-- Problem description --
Each line of the data below holding the word "ErpError" must be copied.

-------- Record extracts --------

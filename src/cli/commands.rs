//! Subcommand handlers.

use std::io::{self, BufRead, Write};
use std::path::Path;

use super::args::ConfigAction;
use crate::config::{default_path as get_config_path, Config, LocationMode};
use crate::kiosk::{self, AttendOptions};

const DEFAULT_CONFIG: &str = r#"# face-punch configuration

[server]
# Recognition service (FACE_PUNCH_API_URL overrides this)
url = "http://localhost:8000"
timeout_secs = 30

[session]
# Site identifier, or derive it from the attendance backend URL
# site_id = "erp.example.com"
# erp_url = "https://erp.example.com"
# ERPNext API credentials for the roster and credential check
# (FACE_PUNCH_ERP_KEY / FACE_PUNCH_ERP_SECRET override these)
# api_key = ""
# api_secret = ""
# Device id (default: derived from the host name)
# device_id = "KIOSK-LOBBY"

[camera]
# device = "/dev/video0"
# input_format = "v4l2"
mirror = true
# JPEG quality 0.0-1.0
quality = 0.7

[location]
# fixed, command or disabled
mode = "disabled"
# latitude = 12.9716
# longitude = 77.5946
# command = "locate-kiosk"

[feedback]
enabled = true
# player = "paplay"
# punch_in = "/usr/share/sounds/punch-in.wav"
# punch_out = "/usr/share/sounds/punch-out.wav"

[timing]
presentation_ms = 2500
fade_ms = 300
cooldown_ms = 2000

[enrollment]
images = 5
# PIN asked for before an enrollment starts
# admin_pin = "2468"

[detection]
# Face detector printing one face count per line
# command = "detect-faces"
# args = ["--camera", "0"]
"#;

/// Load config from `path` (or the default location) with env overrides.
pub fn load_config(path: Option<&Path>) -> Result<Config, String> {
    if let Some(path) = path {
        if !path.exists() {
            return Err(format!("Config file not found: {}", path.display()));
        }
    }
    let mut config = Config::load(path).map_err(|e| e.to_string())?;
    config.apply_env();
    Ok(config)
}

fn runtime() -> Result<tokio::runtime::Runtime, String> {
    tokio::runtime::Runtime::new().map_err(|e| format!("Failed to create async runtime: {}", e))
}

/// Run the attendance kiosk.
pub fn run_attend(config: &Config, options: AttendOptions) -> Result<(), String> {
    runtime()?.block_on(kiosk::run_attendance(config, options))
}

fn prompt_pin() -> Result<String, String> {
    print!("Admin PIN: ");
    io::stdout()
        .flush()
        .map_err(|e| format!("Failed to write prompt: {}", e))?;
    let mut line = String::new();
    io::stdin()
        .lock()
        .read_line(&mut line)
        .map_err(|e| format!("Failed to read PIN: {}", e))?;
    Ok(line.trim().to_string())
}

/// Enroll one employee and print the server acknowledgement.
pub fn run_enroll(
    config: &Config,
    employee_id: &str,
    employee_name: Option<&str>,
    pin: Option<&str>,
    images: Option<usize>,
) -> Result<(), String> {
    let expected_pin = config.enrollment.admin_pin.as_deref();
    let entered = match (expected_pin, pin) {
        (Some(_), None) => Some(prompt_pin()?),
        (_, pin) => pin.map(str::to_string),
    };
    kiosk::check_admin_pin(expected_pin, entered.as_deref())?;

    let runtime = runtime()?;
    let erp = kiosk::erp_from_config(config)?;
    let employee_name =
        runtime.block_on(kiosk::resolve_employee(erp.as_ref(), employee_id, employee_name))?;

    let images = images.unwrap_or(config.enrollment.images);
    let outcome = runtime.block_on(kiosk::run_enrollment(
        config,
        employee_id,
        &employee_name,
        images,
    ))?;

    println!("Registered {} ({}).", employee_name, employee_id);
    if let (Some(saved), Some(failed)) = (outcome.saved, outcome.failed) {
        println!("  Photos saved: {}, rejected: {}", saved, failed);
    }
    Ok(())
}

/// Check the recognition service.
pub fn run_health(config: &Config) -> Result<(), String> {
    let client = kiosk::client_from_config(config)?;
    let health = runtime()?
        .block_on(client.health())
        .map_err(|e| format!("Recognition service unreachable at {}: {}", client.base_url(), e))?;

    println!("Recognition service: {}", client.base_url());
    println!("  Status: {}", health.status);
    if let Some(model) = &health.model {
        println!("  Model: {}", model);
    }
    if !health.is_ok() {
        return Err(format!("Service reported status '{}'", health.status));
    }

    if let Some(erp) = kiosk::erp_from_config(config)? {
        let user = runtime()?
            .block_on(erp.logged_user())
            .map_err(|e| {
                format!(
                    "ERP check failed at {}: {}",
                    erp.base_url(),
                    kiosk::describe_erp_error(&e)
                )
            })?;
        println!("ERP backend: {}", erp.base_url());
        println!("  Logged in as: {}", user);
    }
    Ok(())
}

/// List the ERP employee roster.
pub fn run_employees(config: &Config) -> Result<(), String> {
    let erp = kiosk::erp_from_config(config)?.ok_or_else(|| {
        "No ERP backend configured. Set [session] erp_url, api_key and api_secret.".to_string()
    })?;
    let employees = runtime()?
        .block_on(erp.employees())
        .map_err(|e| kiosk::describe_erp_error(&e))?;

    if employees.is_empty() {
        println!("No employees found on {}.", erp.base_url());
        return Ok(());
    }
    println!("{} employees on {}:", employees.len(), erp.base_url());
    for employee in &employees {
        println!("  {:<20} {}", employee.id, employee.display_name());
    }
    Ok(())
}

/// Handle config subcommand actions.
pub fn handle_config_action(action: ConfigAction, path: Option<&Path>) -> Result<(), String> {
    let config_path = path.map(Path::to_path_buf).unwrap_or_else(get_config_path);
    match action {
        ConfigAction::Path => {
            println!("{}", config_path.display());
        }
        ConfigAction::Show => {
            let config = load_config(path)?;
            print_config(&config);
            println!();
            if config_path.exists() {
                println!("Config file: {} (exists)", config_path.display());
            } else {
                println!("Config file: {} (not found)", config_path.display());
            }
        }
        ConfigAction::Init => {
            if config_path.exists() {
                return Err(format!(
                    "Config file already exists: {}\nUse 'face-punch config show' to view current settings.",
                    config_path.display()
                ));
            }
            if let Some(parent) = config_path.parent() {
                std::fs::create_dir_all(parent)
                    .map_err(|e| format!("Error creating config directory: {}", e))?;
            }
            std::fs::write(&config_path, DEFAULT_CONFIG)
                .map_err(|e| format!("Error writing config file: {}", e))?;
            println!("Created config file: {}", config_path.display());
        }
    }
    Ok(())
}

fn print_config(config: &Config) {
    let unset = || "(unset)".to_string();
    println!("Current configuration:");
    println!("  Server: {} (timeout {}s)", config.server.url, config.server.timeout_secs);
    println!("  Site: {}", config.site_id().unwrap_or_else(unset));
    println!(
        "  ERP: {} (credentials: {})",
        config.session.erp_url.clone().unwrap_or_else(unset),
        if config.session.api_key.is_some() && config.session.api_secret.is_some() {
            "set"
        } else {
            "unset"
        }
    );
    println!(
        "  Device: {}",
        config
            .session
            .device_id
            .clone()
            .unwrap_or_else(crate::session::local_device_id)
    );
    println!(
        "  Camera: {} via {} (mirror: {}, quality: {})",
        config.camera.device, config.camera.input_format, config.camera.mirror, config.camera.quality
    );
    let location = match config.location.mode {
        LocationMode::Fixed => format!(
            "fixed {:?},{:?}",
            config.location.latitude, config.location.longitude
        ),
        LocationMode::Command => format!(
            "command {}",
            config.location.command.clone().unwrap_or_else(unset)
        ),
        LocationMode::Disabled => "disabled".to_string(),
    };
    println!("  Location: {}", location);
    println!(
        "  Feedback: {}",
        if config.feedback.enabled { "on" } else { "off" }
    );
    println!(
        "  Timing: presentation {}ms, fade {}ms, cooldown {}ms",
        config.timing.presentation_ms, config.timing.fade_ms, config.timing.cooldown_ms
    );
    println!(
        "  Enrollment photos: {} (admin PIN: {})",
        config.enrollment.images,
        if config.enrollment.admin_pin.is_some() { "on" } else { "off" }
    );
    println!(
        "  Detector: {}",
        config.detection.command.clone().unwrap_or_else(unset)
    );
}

--------
-------- Record extracts --------

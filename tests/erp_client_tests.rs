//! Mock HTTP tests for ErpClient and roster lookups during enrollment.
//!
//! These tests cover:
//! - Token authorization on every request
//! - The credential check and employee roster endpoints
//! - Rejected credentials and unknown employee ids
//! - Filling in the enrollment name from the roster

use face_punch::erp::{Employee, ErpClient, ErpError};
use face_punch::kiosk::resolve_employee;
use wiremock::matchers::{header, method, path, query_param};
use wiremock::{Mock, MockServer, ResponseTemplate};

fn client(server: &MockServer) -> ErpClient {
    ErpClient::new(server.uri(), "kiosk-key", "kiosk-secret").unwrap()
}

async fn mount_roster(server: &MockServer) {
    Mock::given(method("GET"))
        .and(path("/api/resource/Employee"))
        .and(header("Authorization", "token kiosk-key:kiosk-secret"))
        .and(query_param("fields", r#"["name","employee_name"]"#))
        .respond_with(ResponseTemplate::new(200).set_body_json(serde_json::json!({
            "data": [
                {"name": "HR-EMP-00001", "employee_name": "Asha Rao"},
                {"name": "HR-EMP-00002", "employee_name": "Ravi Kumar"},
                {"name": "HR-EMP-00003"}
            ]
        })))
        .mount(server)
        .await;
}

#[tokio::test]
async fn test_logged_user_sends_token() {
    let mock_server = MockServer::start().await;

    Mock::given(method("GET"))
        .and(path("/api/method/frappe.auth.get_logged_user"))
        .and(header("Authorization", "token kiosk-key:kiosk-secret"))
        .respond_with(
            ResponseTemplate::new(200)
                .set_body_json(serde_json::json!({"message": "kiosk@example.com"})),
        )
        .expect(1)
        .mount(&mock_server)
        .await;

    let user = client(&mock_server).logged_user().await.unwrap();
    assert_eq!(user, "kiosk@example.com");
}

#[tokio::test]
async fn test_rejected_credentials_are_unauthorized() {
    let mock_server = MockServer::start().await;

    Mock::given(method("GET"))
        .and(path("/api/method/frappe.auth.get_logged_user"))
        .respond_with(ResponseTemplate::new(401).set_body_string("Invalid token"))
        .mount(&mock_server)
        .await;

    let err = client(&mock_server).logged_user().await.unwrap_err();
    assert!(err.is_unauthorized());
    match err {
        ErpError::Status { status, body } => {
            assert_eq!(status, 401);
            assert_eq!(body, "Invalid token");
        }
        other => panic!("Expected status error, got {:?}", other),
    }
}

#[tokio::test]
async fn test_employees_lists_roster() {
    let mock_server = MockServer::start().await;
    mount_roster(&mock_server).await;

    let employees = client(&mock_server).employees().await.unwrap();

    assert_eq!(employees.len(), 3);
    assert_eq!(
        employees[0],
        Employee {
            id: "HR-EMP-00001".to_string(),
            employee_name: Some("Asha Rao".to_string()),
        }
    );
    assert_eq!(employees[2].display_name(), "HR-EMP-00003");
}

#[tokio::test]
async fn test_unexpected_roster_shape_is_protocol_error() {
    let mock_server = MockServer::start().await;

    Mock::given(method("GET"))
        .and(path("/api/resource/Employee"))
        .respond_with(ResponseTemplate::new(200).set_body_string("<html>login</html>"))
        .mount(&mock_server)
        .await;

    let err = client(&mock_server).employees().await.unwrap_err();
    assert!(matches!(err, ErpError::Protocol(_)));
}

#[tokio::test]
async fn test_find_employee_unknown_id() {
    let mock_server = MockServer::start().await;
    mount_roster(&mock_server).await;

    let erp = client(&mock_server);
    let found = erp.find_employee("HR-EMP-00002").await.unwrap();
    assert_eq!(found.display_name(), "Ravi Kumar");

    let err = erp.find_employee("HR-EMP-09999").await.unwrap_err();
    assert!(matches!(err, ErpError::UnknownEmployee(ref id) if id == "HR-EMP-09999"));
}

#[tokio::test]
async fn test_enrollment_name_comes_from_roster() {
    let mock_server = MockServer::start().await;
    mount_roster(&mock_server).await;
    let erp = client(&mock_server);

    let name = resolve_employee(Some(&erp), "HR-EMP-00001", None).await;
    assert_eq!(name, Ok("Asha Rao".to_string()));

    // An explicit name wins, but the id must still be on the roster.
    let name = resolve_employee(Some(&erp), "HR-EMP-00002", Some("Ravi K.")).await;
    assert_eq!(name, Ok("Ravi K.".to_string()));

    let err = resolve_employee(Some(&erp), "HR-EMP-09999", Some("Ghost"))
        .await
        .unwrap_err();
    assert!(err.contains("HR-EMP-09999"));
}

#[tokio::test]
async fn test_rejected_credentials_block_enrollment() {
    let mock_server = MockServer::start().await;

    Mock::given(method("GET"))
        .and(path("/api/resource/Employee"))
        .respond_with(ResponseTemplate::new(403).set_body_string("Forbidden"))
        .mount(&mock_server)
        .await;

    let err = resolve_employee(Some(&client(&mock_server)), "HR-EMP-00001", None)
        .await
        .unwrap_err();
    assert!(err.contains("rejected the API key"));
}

--------

-- Written solution --
use face_punch::erp::{Employee, ErpClient, ErpError};
        ErpError::Status { status, body } => {
    assert!(matches!(err, ErpError::Protocol(_)));
    assert!(matches!(err, ErpError::UnknownEmployee(ref id) if id == "HR-EMP-09999"));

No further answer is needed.